(Extracted data entries)
================================

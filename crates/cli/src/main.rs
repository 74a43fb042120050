//! agentdocs CLI - Generate and check agent definition documentation
//!
//! Usage:
//!   agentdocs init [dir]                       - Scaffold a new catalog
//!   agentdocs render [--check] [--prune]       - Generate Markdown pages
//!   agentdocs lint [--deny-warnings]           - Run consistency checks
//!   agentdocs list [--status s] [--type t]     - List agents
//!   agentdocs show <name>                      - Resolved view of one agent
//!   agentdocs check access <name> <path>       - Evaluate declared scope
//!   agentdocs import <page.md>...              - Convert pages back to YAML

use clap::{Parser, Subcommand};
use cli::commands::{
    CheckCommand, ImportCommand, InitCommand, LintCommand, ListCommand, RenderCommand, ShowCommand,
};
use cli::project::Context;
use shared::CONFIG_FILE_NAME;
use std::path::PathBuf;
use std::process::ExitCode;

#[derive(Parser)]
#[command(name = "agentdocs")]
#[command(about = "agentdocs - Agent definition catalog generator and linter")]
#[command(version)]
struct Cli {
    #[command(subcommand)]
    command: Commands,

    /// Path to the project config
    #[arg(short, long, global = true, default_value = CONFIG_FILE_NAME)]
    config: PathBuf,

    /// Output as JSON
    #[arg(long, global = true)]
    json: bool,
}

#[derive(Subcommand)]
enum Commands {
    /// Initialize a new agentdocs project
    Init(InitCommand),
    /// Render agent pages and the catalog index
    Render(RenderCommand),
    /// Check definitions for consistency
    Lint(LintCommand),
    /// List agents
    List(ListCommand),
    /// Show an agent with inheritance applied
    Show(ShowCommand),
    /// Evaluate declared scope and delegation
    Check(CheckCommand),
    /// Import rendered pages as YAML definitions
    Import(ImportCommand),
}

fn main() -> anyhow::Result<ExitCode> {
    // Initialize logging
    tracing_subscriber::fmt()
        .with_env_filter(tracing_subscriber::EnvFilter::from_default_env())
        .with_writer(std::io::stderr)
        .init();

    let cli = Cli::parse();
    let ctx = Context {
        config_path: cli.config,
        json: cli.json,
    };

    match cli.command {
        Commands::Init(cmd) => cmd.run(),
        Commands::Render(cmd) => cmd.run(&ctx),
        Commands::Lint(cmd) => cmd.run(&ctx),
        Commands::List(cmd) => cmd.run(&ctx),
        Commands::Show(cmd) => cmd.run(&ctx),
        Commands::Check(cmd) => cmd.run(&ctx),
        Commands::Import(cmd) => cmd.run(&ctx),
    }
}
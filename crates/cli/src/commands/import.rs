//! agentdocs import command

use crate::project::{load_config, print_json, Context};
use anyhow::Context as _;
use clap::Args;
use console::style;
use render::import_page;
use serde_json::{json, Value};
use std::path::{Path, PathBuf};
use std::process::ExitCode;

#[derive(Debug, Args)]
pub struct ImportCommand {
    /// Rendered agent pages to convert back into YAML definitions
    #[arg(required = true)]
    pub pages: Vec<PathBuf>,

    /// Directory to write definitions to (defaults to agents_dir)
    #[arg(short, long)]
    pub out: Option<PathBuf>,

    /// Overwrite existing definition files
    #[arg(long)]
    pub force: bool,
}

impl ImportCommand {
    pub fn run(&self, ctx: &Context) -> anyhow::Result<ExitCode> {
        let out_dir = match &self.out {
            Some(dir) => dir.clone(),
            None => load_config(ctx)?.agents_dir,
        };
        std::fs::create_dir_all(&out_dir)?;

        let mut imported = Vec::new();
        for page in &self.pages {
            imported.push(self.import_one(page, &out_dir)?);
        }

        if ctx.json {
            print_json(&import_report(&out_dir, &imported))?;
        } else {
            for (_, path) in &imported {
                println!("{} {}", style("✓").green(), path.display());
            }
            println!("Imported {} definitions into {}", imported.len(), out_dir.display());
        }
        Ok(ExitCode::SUCCESS)
    }

    fn import_one(&self, page: &Path, out_dir: &Path) -> anyhow::Result<(String, PathBuf)> {
        let agent = import_page(page)?;
        let target = out_dir.join(format!("{}.yaml", agent.name));
        if target.exists() && !self.force {
            anyhow::bail!(
                "{} already exists (use --force to overwrite)",
                target.display()
            );
        }

        let yaml = serde_yaml::to_string(&agent)?;
        std::fs::write(&target, yaml)
            .with_context(|| format!("failed to write {}", target.display()))?;
        tracing::debug!(agent = %agent.name, target = %target.display(), "Imported page");
        Ok((agent.name, target))
    }
}

/// JSON form of an import run
fn import_report(out_dir: &Path, imported: &[(String, PathBuf)]) -> Value {
    json!({
        "outDir": out_dir,
        "imported": imported
            .iter()
            .map(|(name, path)| json!({ "name": name, "path": path }))
            .collect::<Vec<_>>(),
    })
}
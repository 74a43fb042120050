//! Reading rendered agent pages back into definitions

use shared::{AgentDefinition, CatalogError, Delegation};
use std::path::Path;
use thiserror::Error;

/// Error parsing a rendered page
#[derive(Debug, Error, PartialEq, Eq)]
pub enum PageError {
    #[error("missing '## {0}' section")]
    MissingSection(&'static str),

    #[error("missing metadata field '{0}'")]
    MissingField(&'static str),

    #[error("invalid {field} '{value}': {reason}")]
    InvalidValue {
        field: &'static str,
        value: String,
        reason: String,
    },
}

#[derive(Debug, Clone, Copy, PartialEq, Eq)]
enum Section {
    Preamble,
    Metadata,
    Description,
    Directive,
    CanAccess,
    CanModify,
    Delegation,
    Other,
    Footer,
}

/// Parse a page produced by the agent page template
pub fn parse_agent_page(markdown: &str) -> Result<AgentDefinition, PageError> {
    let mut section = Section::Preamble;
    let mut seen_metadata = false;

    let mut name = None;
    let mut role = None;
    let mut version = None;
    let mut status = None;
    let mut agent_type = None;
    let mut inherits_from = None;
    let mut description: Vec<&str> = Vec::new();
    let mut directive: Vec<&str> = Vec::new();
    let mut can_access = Vec::new();
    let mut can_modify = Vec::new();
    let mut delegation: Option<Delegation> = None;

    // Only the last rule opens the footer; earlier ones belong to free text.
    let footer_rule = markdown
        .lines()
        .enumerate()
        .filter(|(_, line)| line.trim() == "---")
        .map(|(i, _)| i)
        .last();

    for (index, line) in markdown.lines().enumerate() {
        let in_text = matches!(section, Section::Description | Section::Directive);
        if let Some(heading) = line.strip_prefix("## ") {
            if in_text && !is_page_section(heading.trim()) {
                push_text(section, line, &mut description, &mut directive);
                continue;
            }
            section = match heading.trim() {
                "Metadata" => {
                    seen_metadata = true;
                    Section::Metadata
                }
                "Description" => Section::Description,
                "Directive" => Section::Directive,
                "Scope" => Section::Other,
                "Delegation" => {
                    delegation.get_or_insert_with(Delegation::default);
                    Section::Delegation
                }
                _ => Section::Other,
            };
            continue;
        }
        if let Some(heading) = line.strip_prefix("### ").filter(|_| !in_text) {
            section = match heading.trim() {
                "Can Access" => Section::CanAccess,
                "Can Modify" => Section::CanModify,
                _ => Section::Other,
            };
            continue;
        }
        if Some(index) == footer_rule && section != Section::Preamble {
            section = Section::Footer;
            continue;
        }

        match section {
            Section::Metadata => {
                let Some((key, value)) = metadata_pair(line) else {
                    continue;
                };
                let value = value.to_string();
                match key {
                    "Name" => name = Some(value),
                    "Role" => role = Some(value),
                    "Version" => version = Some(value),
                    "Status" => status = Some(value),
                    "Type" => agent_type = Some(value),
                    "Inherits From" => inherits_from = Some(value),
                    _ => {}
                }
            }
            Section::Description | Section::Directive => {
                push_text(section, line, &mut description, &mut directive)
            }
            Section::CanAccess => can_access.extend(scope_item(line)),
            Section::CanModify => can_modify.extend(scope_item(line)),
            Section::Delegation => {
                let delegation = delegation.get_or_insert_with(Delegation::default);
                if let Some((key, value)) = metadata_pair(line) {
                    if key == "Enabled" {
                        delegation.enabled = value.eq_ignore_ascii_case("true");
                    }
                } else if let Some(item) = line.trim_start().strip_prefix("- ") {
                    if line.starts_with(char::is_whitespace) {
                        delegation.allowed_subagents.push(item.trim().to_string());
                    }
                }
            }
            Section::Preamble | Section::Other | Section::Footer => {}
        }
    }

    if !seen_metadata {
        return Err(PageError::MissingSection("Metadata"));
    }
    let name = name
        .filter(|n| !n.is_empty())
        .ok_or(PageError::MissingField("Name"))?;

    let mut agent = AgentDefinition::new(name, role.unwrap_or_default());
    if let Some(version) = version {
        agent.version = version;
    }
    if let Some(status) = status {
        agent.status = status.parse().map_err(|reason| PageError::InvalidValue {
            field: "status",
            value: status.clone(),
            reason,
        })?;
    }
    if let Some(agent_type) = agent_type {
        agent.agent_type = agent_type.parse().map_err(|reason| PageError::InvalidValue {
            field: "type",
            value: agent_type.clone(),
            reason,
        })?;
    }
    agent.inherits_from = inherits_from.filter(|p| !p.is_empty());
    agent.description = join_block(&description);
    agent.directive = join_block(&directive);
    agent.scope.can_access = can_access;
    agent.scope.can_modify = can_modify;
    agent.delegation = delegation;

    Ok(agent)
}

/// Read a rendered page from disk
pub fn import_page(path: &Path) -> shared::Result<AgentDefinition> {
    let content = std::fs::read_to_string(path)?;
    parse_agent_page(&content).map_err(|e| CatalogError::parse(path, e))
}

/// Headings the page template emits at `##` level
fn is_page_section(heading: &str) -> bool {
    matches!(
        heading,
        "Metadata" | "Description" | "Directive" | "Scope" | "Delegation"
    )
}

fn push_text<'a>(
    section: Section,
    line: &'a str,
    description: &mut Vec<&'a str>,
    directive: &mut Vec<&'a str>,
) {
    match section {
        Section::Description => description.push(line),
        Section::Directive => {
            let first = directive.iter().all(|l| l.trim().is_empty());
            let line = match line.strip_prefix("**Primary Goal**:") {
                Some(rest) if first => rest,
                _ => line,
            };
            directive.push(line);
        }
        _ => {}
    }
}

/// `- **Key**: value` -> (Key, value)
fn metadata_pair(line: &str) -> Option<(&str, &str)> {
    let rest = line.trim().strip_prefix("- **")?;
    let (key, value) = rest.split_once("**:")?;
    Some((key.trim(), value.trim()))
}

/// `- `path`` -> path; `_None_` and blank lines yield nothing
fn scope_item(line: &str) -> Option<String> {
    let item = line.trim().strip_prefix("- ")?.trim();
    let item = item
        .strip_prefix('`')
        .and_then(|i| i.strip_suffix('`'))
        .unwrap_or(item);
    (!item.is_empty()).then(|| item.to_string())
}

/// Join block lines, trimming blank lines at both ends
fn join_block(lines: &[&str]) -> String {
    lines.join("\n").trim().to_string()
}
//! Catalog index page (README.md)

use crate::markdown::{page_file_name, Notice};
use catalog::Catalog;
use shared::{AgentDefinition, AgentType};
use std::fmt;

pub const INDEX_FILE_NAME: &str = "README.md";

/// Index of every agent and template in a catalog
pub struct IndexPage<'a> {
    pub catalog: &'a Catalog,
    pub notice: &'a Notice,
}

impl<'a> IndexPage<'a> {
    pub fn new(catalog: &'a Catalog, notice: &'a Notice) -> Self {
        Self { catalog, notice }
    }
}

impl fmt::Display for IndexPage<'_> {
    fn fmt(&self, f: &mut fmt::Formatter<'_>) -> fmt::Result {
        let main_agents = self.catalog.filter(None, Some(AgentType::MainAgent));
        let subagents = self.catalog.filter(None, Some(AgentType::Subagent));
        let template_count = self.catalog.templates().count();

        writeln!(f, "# Agent Catalog")?;
        writeln!(f)?;
        writeln!(
            f,
            "{} agents ({} main agents, {} subagents), {} templates.",
            self.catalog.len(),
            main_agents.len(),
            subagents.len(),
            template_count
        )?;
        writeln!(f)?;

        writeln!(f, "## Main Agents")?;
        writeln!(f)?;
        write_table(f, &main_agents)?;
        writeln!(f)?;

        writeln!(f, "## Subagents")?;
        writeln!(f)?;
        write_table(f, &subagents)?;
        writeln!(f)?;

        writeln!(f, "## Templates")?;
        writeln!(f)?;
        if template_count == 0 {
            writeln!(f, "_None_")?;
        }
        for template in self.catalog.templates() {
            if template.description.trim().is_empty() {
                writeln!(f, "- `{}`", template.name)?;
            } else {
                writeln!(f, "- `{}`: {}", template.name, template.description.trim())?;
            }
        }
        writeln!(f)?;

        writeln!(f, "---")?;
        writeln!(f)?;
        writeln!(f, "{}", self.notice)
    }
}

fn write_table(f: &mut fmt::Formatter<'_>, agents: &[&AgentDefinition]) -> fmt::Result {
    if agents.is_empty() {
        return writeln!(f, "_None_");
    }

    writeln!(f, "| Name | Role | Status | Version |")?;
    writeln!(f, "| --- | --- | --- | --- |")?;
    for agent in agents {
        writeln!(
            f,
            "| [{}]({}) | {} | {} | {} |",
            agent.name,
            page_file_name(&agent.name),
            escape_cell(&agent.role),
            agent.status,
            escape_cell(&agent.version)
        )?;
    }
    Ok(())
}

fn escape_cell(text: &str) -> String {
    text.trim().replace('|', "\\|")
}

/// Render the catalog index
pub fn render_index(catalog: &Catalog, notice: &Notice) -> String {
    IndexPage::new(catalog, notice).to_string()
}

================================

**TASK DIRECTIONS:**
Start at the first line of the entries and stop at the line that contains "let ctx = Context". Repeat every line in that span exactly, and nothing beyond it.

**SOLUTION TO THE EXERCISE:**
filename crates/cli/src/main.rs
repository 74a43fb042120050
//! agentdocs CLI - Generate and check agent definition documentation
//!
//! Usage:
//!   agentdocs init [dir]                       - Scaffold a new catalog
//!   agentdocs render [--check] [--prune]       - Generate Markdown pages
//!   agentdocs lint [--deny-warnings]           - Run consistency checks
//!   agentdocs list [--status s] [--type t]     - List agents
//!   agentdocs show <name>                      - Resolved view of one agent
//!   agentdocs check access <name> <path>       - Evaluate declared scope
//!   agentdocs import <page.md>...              - Convert pages back to YAML

use clap::{Parser, Subcommand};
use cli::commands::{
    CheckCommand, ImportCommand, InitCommand, LintCommand, ListCommand, RenderCommand, ShowCommand,
};
use cli::project::Context;
use shared::CONFIG_FILE_NAME;
use std::path::PathBuf;
use std::process::ExitCode;

#[derive(Parser)]
#[command(name = "agentdocs")]
#[command(about = "agentdocs - Agent definition catalog generator and linter")]
#[command(version)]
struct Cli {
    #[command(subcommand)]
    command: Commands,

    /// Path to the project config
    #[arg(short, long, global = true, default_value = CONFIG_FILE_NAME)]
    config: PathBuf,

    /// Output as JSON
    #[arg(long, global = true)]
    json: bool,
}

#[derive(Subcommand)]
enum Commands {
    /// Initialize a new agentdocs project
    Init(InitCommand),
    /// Render agent pages and the catalog index
    Render(RenderCommand),
    /// Check definitions for consistency
    Lint(LintCommand),
    /// List agents
    List(ListCommand),
    /// Show an agent with inheritance applied
    Show(ShowCommand),
    /// Evaluate declared scope and delegation
    Check(CheckCommand),
    /// Import rendered pages as YAML definitions
    Import(ImportCommand),
}

fn main() -> anyhow::Result<ExitCode> {
    // Initialize logging
    tracing_subscriber::fmt()
        .with_env_filter(tracing_subscriber::EnvFilter::from_default_env())
        .with_writer(std::io::stderr)
        .init();

    let cli = Cli::parse();
    let ctx = Context {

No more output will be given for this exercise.